Minor Morbidity




Hearing















Mild HL not requiring hearing aids occurs in 11% of ELBWs. Any HL > 30 dB increases the risk of speech delay, communication deficit and educational handicap. The pediatrician needs to follow up on newborn hearing screening results, assuring that any appropriate referrals are made and carried out. The pediatrician also needs to ensure that repeat screening every 6 months until age 3 years is carried out for children with a normal newborn hearing screen but at risk for delayed HL. Remember, the goal is to identify HL by 3 months and begin appropriate treatment by 6 months.

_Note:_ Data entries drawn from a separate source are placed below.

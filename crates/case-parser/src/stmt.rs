//! Statement parsers for CASE.
//!
//! One function per statement family, dispatched on the leading token.
//! `overlay` directives buffer in the parser and attach to the next
//! function, so they produce no statement node of their own.

use case_common::token::TokenKind;

use crate::ast::{Node, NodeKind};
use crate::error::ParseError;
use crate::expr;
use crate::Parser;

/// Parse one statement. Returns `None` for `overlay` directives, which only
/// mutate parser state.
pub(crate) fn parse_statement(p: &mut Parser) -> Result<Option<Node>, ParseError> {
    if p.at_keyword("overlay") {
        parse_overlay_directive(p)?;
        return Ok(None);
    }
    parse_statement_node(p).map(Some)
}

fn parse_statement_node(p: &mut Parser) -> Result<Node, ParseError> {
    let tok = p.current();
    match tok.kind {
        TokenKind::Keyword => match tok.text.as_str() {
            "let" => parse_let(p),
            "if" => parse_if(p),
            "while" => parse_while(p),
            "loop" => parse_loop(p),
            "switch" => parse_switch(p),
            "match" => parse_match(p),
            "try" => parse_try(p),
            "throw" => {
                let line = p.bump().line;
                let value = expr::parse_expression(p)?;
                Ok(Node::with_children(NodeKind::Throw, "", line, vec![value]))
            }
            "break" => Ok(Node::new(NodeKind::Break, "", p.bump().line)),
            "continue" => Ok(Node::new(NodeKind::Continue, "", p.bump().line)),
            "ret" | "return" => parse_ret(p),
            "Fn" | "routine" => parse_fn(p),
            "class" => parse_class(p, false),
            "struct" => parse_class(p, true),
            "Print" => {
                let line = p.bump().line;
                let value = expr::parse_expression(p)?;
                Ok(Node::with_children(NodeKind::Print, "", line, vec![value]))
            }
            "open" => parse_open(p),
            "write" => parse_stream_write(p, NodeKind::Write),
            "writeln" => parse_stream_write(p, NodeKind::Writeln),
            "read" => {
                let line = p.bump().line;
                let stream = p.expect_ident("stream name")?;
                let var = p.expect_ident("target variable")?;
                Ok(Node::with_children(
                    NodeKind::Read,
                    stream.text,
                    line,
                    vec![Node::new(NodeKind::Ident, var.text, var.line)],
                ))
            }
            "close" => {
                let line = p.bump().line;
                let stream = p.expect_ident("stream name")?;
                Ok(Node::new(NodeKind::Close, stream.text, line))
            }
            "input" => {
                let line = p.bump().line;
                let var = p.expect_ident("input variable")?;
                Ok(Node::new(NodeKind::Input, var.text, line))
            }
            "channel" => {
                let line = p.bump().line;
                let name = p.expect_ident("channel name")?;
                let elem = p.expect_str("channel element type string")?;
                Ok(Node::with_children(
                    NodeKind::Channel,
                    name.text,
                    line,
                    vec![Node::new(NodeKind::Str, elem.text, elem.line)],
                ))
            }
            "send" => {
                let line = p.bump().line;
                let chan = p.expect_ident("channel name")?;
                let value = expr::parse_expression(p)?;
                Ok(Node::with_children(NodeKind::Send, chan.text, line, vec![value]))
            }
            "recv" => {
                let line = p.bump().line;
                let chan = p.expect_ident("channel name")?;
                let var = p.expect_ident("target variable")?;
                Ok(Node::with_children(
                    NodeKind::Recv,
                    chan.text,
                    line,
                    vec![Node::new(NodeKind::Ident, var.text, var.line)],
                ))
            }
            "sync" => Ok(Node::new(NodeKind::Sync, "", p.bump().line)),
            "schedule" => {
                let line = p.bump().line;
                let priority = p.expect_number("priority literal")?;
                let body = parse_block(p)?;
                Ok(Node::with_children(
                    NodeKind::Schedule,
                    priority.text,
                    line,
                    vec![body],
                ))
            }
            "checkpoint" => {
                let line = p.bump().line;
                let name = p.expect_ident("checkpoint name")?;
                Ok(Node::new(NodeKind::Checkpoint, name.text, line))
            }
            "vbreak" => {
                let line = p.bump().line;
                let name = p.expect_ident("checkpoint name")?;
                Ok(Node::new(NodeKind::VBreak, name.text, line))
            }
            "mutate" => {
                let line = p.bump().line;
                let var = p.expect_ident("variable name")?;
                let value = expr::parse_expression(p)?;
                Ok(Node::with_children(NodeKind::Mutate, var.text, line, vec![value]))
            }
            "scale" => {
                let line = p.bump().line;
                let var = p.expect_ident("variable name")?;
                let mut children = Vec::with_capacity(4);
                for _ in 0..4 {
                    children.push(expr::parse_expression(p)?);
                }
                Ok(Node::with_children(NodeKind::Scale, var.text, line, children))
            }
            "bounds" => {
                let line = p.bump().line;
                let var = p.expect_ident("variable name")?;
                let lo = expr::parse_expression(p)?;
                let hi = expr::parse_expression(p)?;
                Ok(Node::with_children(NodeKind::Bounds, var.text, line, vec![lo, hi]))
            }
            "splice" => {
                let line = p.bump().line;
                let raw = p.expect_str("raw splice string")?;
                Ok(Node::new(NodeKind::Splice, raw.text, line))
            }
            "duration" => {
                let line = p.bump().line;
                let value = expr::parse_expression(p)?;
                let unit = p.expect_str("duration unit string")?;
                Ok(Node::with_children(NodeKind::Duration, unit.text, line, vec![value]))
            }
            "derivative" => {
                let line = p.bump().line;
                let value = expr::parse_expression(p)?;
                let mut wrt = String::new();
                if p.at_kind(TokenKind::Ident) && p.current().text == "wrt" {
                    p.bump();
                    wrt = p.expect_ident("differentiation variable")?.text;
                }
                Ok(Node::with_children(NodeKind::Derivative, wrt, line, vec![value]))
            }
            "call" => parse_call(p),
            _ => Err(p.unexpected()),
        },
        TokenKind::Ident => parse_assignment(p),
        _ => Err(p.unexpected()),
    }
}

/// A `{…}` or `(…)` block of statements, returned as a `Body` node.
pub(crate) fn parse_block(p: &mut Parser) -> Result<Node, ParseError> {
    let (close, line) = if p.at_symbol("{") {
        ("}", p.bump().line)
    } else if p.at_symbol("(") {
        (")", p.bump().line)
    } else {
        return Err(p.expected("`{`"));
    };

    let mut body = Node::new(NodeKind::Body, "", line);
    while !p.at_symbol(close) {
        if p.at_end() {
            return Err(p.expected(format!("`{close}`")));
        }
        if let Some(stmt) = parse_statement(p)? {
            body.children.push(stmt);
        }
    }
    p.bump(); // close delimiter
    Ok(body)
}

// ── Declarations ───────────────────────────────────────────────────────────

/// `Fn name ["kind p, kind p"] [-> type] block`; `routine` is an alias.
/// Pending overlays drain into the new node.
fn parse_fn(p: &mut Parser) -> Result<Node, ParseError> {
    let line = p.bump().line; // Fn / routine
    let name = p.expect_ident("function name")?;

    let mut node = Node::new(NodeKind::Fn, name.text, line);
    node.children.append(&mut p.pending_overlays);

    if p.at_kind(TokenKind::Str) {
        let params = p.bump();
        node.children.push(parse_params_string(&params.text, params.line));
    }

    if p.eat_symbol("->") {
        let ty = p.expect_ident("return type")?;
        node.children.push(Node::new(NodeKind::ReturnType, ty.text, ty.line));
    }

    node.children.push(parse_block(p)?);
    Ok(node)
}

/// Split a params declaration string (`"int a, double b"`) into a `Params`
/// subtree. Entries with a single word are untyped parameters.
fn parse_params_string(decl: &str, line: u32) -> Node {
    let mut params = Node::new(NodeKind::Params, "", line);
    for part in decl.split(',') {
        let words: Vec<&str> = part.split_whitespace().collect();
        match words.as_slice() {
            [] => {}
            [name] => params.children.push(Node::new(NodeKind::Param, *name, line)),
            [kind, name, ..] => {
                let mut param = Node::new(NodeKind::Param, *name, line);
                param.children.push(Node::new(NodeKind::Ident, *kind, line));
                params.children.push(param);
            }
        }
    }
    params
}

At St. John, newborn hearing screening is done with automated ABRs. Babies with a "refer" result are rescreened within 2-4 weeks with OAEs. Those still failing the screen are tested with high-frequency tympanometry and finally, as necessary, diagnostic ABR. When a HL is definitely diagnosed, the child is referred to the Holley Ear Center for amplification (hearing aids, cochlear implants), parental education and setting up with the local intermediate school district for longterm therapy and educational planning. Our newborn hearing screening referral rate is 4-5% and our incidence of HL is about 3/1000, both figures well within the range of national benchmarks. Our 2005 incidence of HL in the NICU was 2%.

It has been noted that 30-40% of children with HL have additional disabilities, emphasizing the need for developmental follow-up in these babies. A recently described disorder, termed auditory neuropathy, involves mild-to-severe HL, poor speech perception, normal OAEs with abnormal ABRs. This suggests an abnormality of the auditory nerve and/or lower brainstem. It is seen in ELBWs, those with a family history of HL and infants with hyperbilirubinemia. Neither the incidence nor the outcome of this disorder are yet known.